A ativista pernambucana Jéssica dos Santos aponta os desafios da construção de políticas públicas para as juventudes

Apoiada pelo Programa de Aceleração do Desenvolvimento de Lideranças Femininas Negras: Marielle Franco, do Fundo Baobá, Jéssica Vanessa dos Santos desenvolve projetos de fomento à formação política de jovens

Por Jamile Novaes*

Jéssica Vanessa dos Santos é natural da cidade de Buíque, em Pernambuco. Aos 26 anos, atua em prol da construção de políticas para a juventude na região metropolitana de Recife. É ativista pelos direitos humanos e tem trajetória como mobilizadora e educadora popular. Durante quatro anos fez parte do Conselho Municipal de Políticas Públicas de Juventude do Recife (CMPPJ). Tem participado e ajudado a construir diversas iniciativas que impulsionam a atuação política de jovens e mulheres negras, como o projeto Juventude Negra e Participação Política, o Movimento Mulheres Negras Decidem e o projeto Emergências Políticas Jovens, do Instituto Update. 

Jessica é uma das contempladas da 1ª turma do Programa de Aceleração do Desenvolvimento de Lideranças Femininas Negras: Marielle Franco, uma ação do Fundo Baobá para Equidade Racial em parceria com a Fundação Kellogg, o Instituto Ibirapitanga, a Fundação Ford e a Open Society Foundations. A militante de políticas para as juventudes conta como foi o processo de ser bolsista do Baobá, e como os desafios impostos pela pandemia afetaram o percurso de seu projeto. 

 

Reprodução: Instagram

 

  • Qual foi o start da sua trajetória política? Como você despertou para essa necessidade?

Eu participei de um curso que era do CCJ Recife, o Centro de Comunicação e Juventude.
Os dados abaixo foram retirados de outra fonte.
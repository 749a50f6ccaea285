// Copyright (c) 2026 100monkeys.ai
// SPDX-License-Identifier: AGPL-3.0
//! Polling unit watch
//!
//! Turns periodic `list_units` snapshots into change batches: every interval
//! the selected units are compared with the previous snapshot, new or
//! changed units are reported with their status and units that disappeared
//! are reported as `None`. Listing errors go to the error channel.

use crate::domain::systemd::{
    ChangePredicate, SystemdConnection, UnitChanges, UnitStatus, UnitSubscription, WatchOptions,
};
use std::collections::HashMap;
use std::sync::Arc;
use tokio::sync::mpsc;
use tokio::time::MissedTickBehavior;
use tokio_util::sync::CancellationToken;
use tracing::debug;

/// Start a watch task over `connection`.
///
/// The task ends when the subscription is dropped or `shutdown` fires.
pub fn spawn_unit_watch(
    connection: Arc<dyn SystemdConnection>,
    options: WatchOptions,
    shutdown: CancellationToken,
) -> UnitSubscription {
    let capacity = options.buffer.max(1);
    let (changes_tx, changes) = mpsc::channel(capacity);
    let (errors_tx, errors) = mpsc::channel(capacity);

    tokio::spawn(run_watch(connection, options, shutdown, changes_tx, errors_tx));

    UnitSubscription { changes, errors }
}

async fn run_watch(
    connection: Arc<dyn SystemdConnection>,
    options: WatchOptions,
    shutdown: CancellationToken,
    changes_tx: mpsc::Sender<UnitChanges>,
    errors_tx: mpsc::Sender<crate::domain::systemd::SystemdError>,
) {
    let mut previous: HashMap<String, UnitStatus> = HashMap::new();
    let mut tick = tokio::time::interval(options.interval);
    tick.set_missed_tick_behavior(MissedTickBehavior::Delay);

    loop {
        tokio::select! {
            _ = shutdown.cancelled() => break,
            _ = changes_tx.closed() => break,
            _ = tick.tick() => {}
        }

        match connection.list_units().await {
            Ok(units) => {
                let current = units
                    .into_iter()
                    .filter(|unit| (options.select_unit)(&unit.name))
                    .map(|unit| (unit.name.clone(), unit))
                    .collect();
                let batch = diff_units(&mut previous, current, &options.is_changed);
                if batch.is_empty() {
                    continue;
                }
                tokio::select! {
                    _ = shutdown.cancelled() => break,
                    sent = changes_tx.send(batch) => if sent.is_err() { break },
                }
            }
            Err(e) => {
                tokio::select! {
                    _ = shutdown.cancelled() => break,
                    sent = errors_tx.send(e) => if sent.is_err() { break },
                }
            }
        }
    }

    debug!("Unit watch stopped");
}

/// Compare `current` against `previous`, then make it the new `previous`.
pub(crate) fn diff_units(
    previous: &mut HashMap<String, UnitStatus>,
    current: HashMap<String, UnitStatus>,
    is_changed: &ChangePredicate,
) -> UnitChanges {
    let mut changed = UnitChanges::new();

    for (name, status) in &current {
        match previous.remove(name) {
            Some(old) if !is_changed(&old, status) => {}
            _ => {
                changed.insert(name.clone(), Some(status.clone()));
            }
        }
    }
    for name in previous.keys() {
        changed.insert(name.clone(), None);
    }

    *previous = current;
    changed
}

#[cfg(test)]
mod tests {
    use super::*;
    use crate::domain::systemd::{JobMode, SystemdError, TransientUnitProperties};
    use async_trait::async_trait;
    use parking_lot::Mutex;
    use std::collections::VecDeque;
    use std::path::PathBuf;
    use std::time::Duration;

    fn status(name: &str, sub: &str) -> UnitStatus {
        UnitStatus {
            name: name.to_string(),
            description: String::new(),
            load_state: "loaded".to_string(),
            active_state: "active".to_string(),
            sub_state: sub.to_string(),
        }
    }

    fn snapshot(units: &[UnitStatus]) -> HashMap<String, UnitStatus> {
        units.iter().map(|u| (u.name.clone(), u.clone())).collect()
    }

    #[test]
    fn test_diff_reports_new_changed_and_removed() {
        let by_sub_state: ChangePredicate = Arc::new(|a, b| a.sub_state != b.sub_state);
        let mut previous = HashMap::new();

        let first = diff_units(
            &mut previous,
            snapshot(&[status("a.service", "running"), status("b.service", "running")]),
            &by_sub_state,
        );
        assert_eq!(first.len(), 2);

        let second = diff_units(
            &mut previous,
            snapshot(&[status("a.service", "running"), status("b.service", "exited")]),
            &by_sub_state,
        );
        assert_eq!(second.len(), 1);
        assert_eq!(second["b.service"].as_ref().unwrap().sub_state, "exited");

        let third = diff_units(
            &mut previous,
            snapshot(&[status("a.service", "running")]),
            &by_sub_state,
        );
        assert_eq!(third.len(), 1);
        assert_eq!(third["b.service"], None);
    }

    #[test]
    fn test_diff_always_changed_reports_every_observation() {
        let always: ChangePredicate = Arc::new(|_, _| true);
        let mut previous = HashMap::new();
        let unit = [status("job-beef.service", "running")];

        assert_eq!(diff_units(&mut previous, snapshot(&unit), &always).len(), 1);
        assert_eq!(diff_units(&mut previous, snapshot(&unit), &always).len(), 1);
    }

    struct ScriptedConnection {
        listings: Mutex<VecDeque<Result<Vec<UnitStatus>, SystemdError>>>,
    }

    #[async_trait]
    impl SystemdConnection for ScriptedConnection {
        async fn start_transient_unit(
            &self,
            _name: &str,
            _mode: JobMode,
            _properties: &TransientUnitProperties,
        ) -> Result<String, SystemdError> {
            Ok("done".to_string())
        }
        async fn list_units(&self) -> Result<Vec<UnitStatus>, SystemdError> {
            self.listings.lock().pop_front().unwrap_or_else(|| Ok(vec![]))
        }
        async fn subscribe(&self) -> Result<(), SystemdError> {
            Ok(())
        }
        async fn unsubscribe(&self) -> Result<(), SystemdError> {
            Ok(())
        }
        fn subscribe_units_custom(&self, _options: WatchOptions) -> UnitSubscription {
            unimplemented!("not used by the poller")
        }
        async fn disable_unit_files(
            &self,
            _files: &[PathBuf],
            _runtime: bool,
        ) -> Result<(), SystemdError> {
            Ok(())
        }
        async fn reload(&self) -> Result<(), SystemdError> {
            Ok(())
        }
    }

    #[tokio::test]
    async fn test_watch_filters_units_and_forwards_errors() {
        let connection = Arc::new(ScriptedConnection {
            listings: Mutex::new(VecDeque::from(vec![
                Ok(vec![status("other.service", "running")]),
                Err(SystemdError::Parse {
                    command: "systemctl list-units".to_string(),
                    reason: "truncated".to_string(),
                }),
                Ok(vec![
                    status("other.service", "running"),
                    status("job-beef.service", "exited"),
                ]),
            ])),
        });

        let options = WatchOptions::single_unit("job-beef.service", Duration::from_millis(5), 2);
        let mut subscription = spawn_unit_watch(connection, options, CancellationToken::new());

        let error = tokio::time::timeout(Duration::from_secs(5), subscription.errors.recv())
            .await
            .unwrap()
            .unwrap();
        assert!(matches!(error, SystemdError::Parse { .. }));

        let batch = tokio::time::timeout(Duration::from_secs(5), subscription.changes.recv())
            .await
            .unwrap()
            .unwrap();
        assert_eq!(batch.len(), 1);
        assert_eq!(batch["job-beef.service"].as_ref().unwrap().sub_state, "exited");
    }

    #[tokio::test]
    async fn test_watch_stops_on_shutdown() {
        let connection = Arc::new(ScriptedConnection {
            listings: Mutex::new(VecDeque::new()),
        });
        let shutdown = CancellationToken::new();
        let options = WatchOptions::single_unit("job-beef.service", Duration::from_millis(5), 2);
        let mut subscription = spawn_unit_watch(connection, options, shutdown.clone());

        shutdown.cancel();
        let closed = tokio::time::timeout(Duration::from_secs(5), subscription.changes.recv())
            .await
            .unwrap();
        assert!(closed.is_none());
    }
}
Eles ofereciam curso de fotografia, audiovisual, design gráfico, cinema… Abriu um leque, porque o CCJ além de oferecer o curso de fotografia, a gente tinha uma formação sobre direitos humanos e educação popular. Também através da Ong Diaconia, que apoiava esse projeto do CCJ e tem uma trajetória de formação e diálogo com jovens, tanto da igreja quanto de fora. Então fui convidada para participar de seminários. Tinha temas ligados à juventude, direitos humanos, e eu fui me apropriando um pouco mais desse espaço. Até porque, pelo que eu conseguia ter de informações da televisão, “direitos humanos eram para bandido”, então eu fiquei um pouco curiosa para entender. Eu pensava “o que eu vou fazer lá?”. Então teve uma inquietação minha e pra mim era tudo muito novo, eu era muito nova. Foi diante desse espaço que eu consegui me entender e me observar.

Depois de acabar o curso a gente teve algumas viagens para participar de seminários e foi onde eu consegui compreender as temáticas e participar. Foi aí que eu entrei no Movimento Negro Unificado, o MNU, onde eu tive uma educação racial participativa que me ensinou muita coisa, sabe? Eu fui conhecendo outras redes, outras ações e eu não parei mais.

  • Quem são as suas principais referências políticas?

Antonieta de Barros, Benedita da Silva, Vilma Reis, Taliria Petrone, Marielle Franco, Renata Souza, Mônica Francisco, Dani Monteiro, Erica Malunguinho, Erika Hilton, Robeyoncé Lima. Eu acho que pesa mais Marielle, pelo fato de eu ter conhecido ela, ter tido a oportunidade de participar de uma atividade, estar junto.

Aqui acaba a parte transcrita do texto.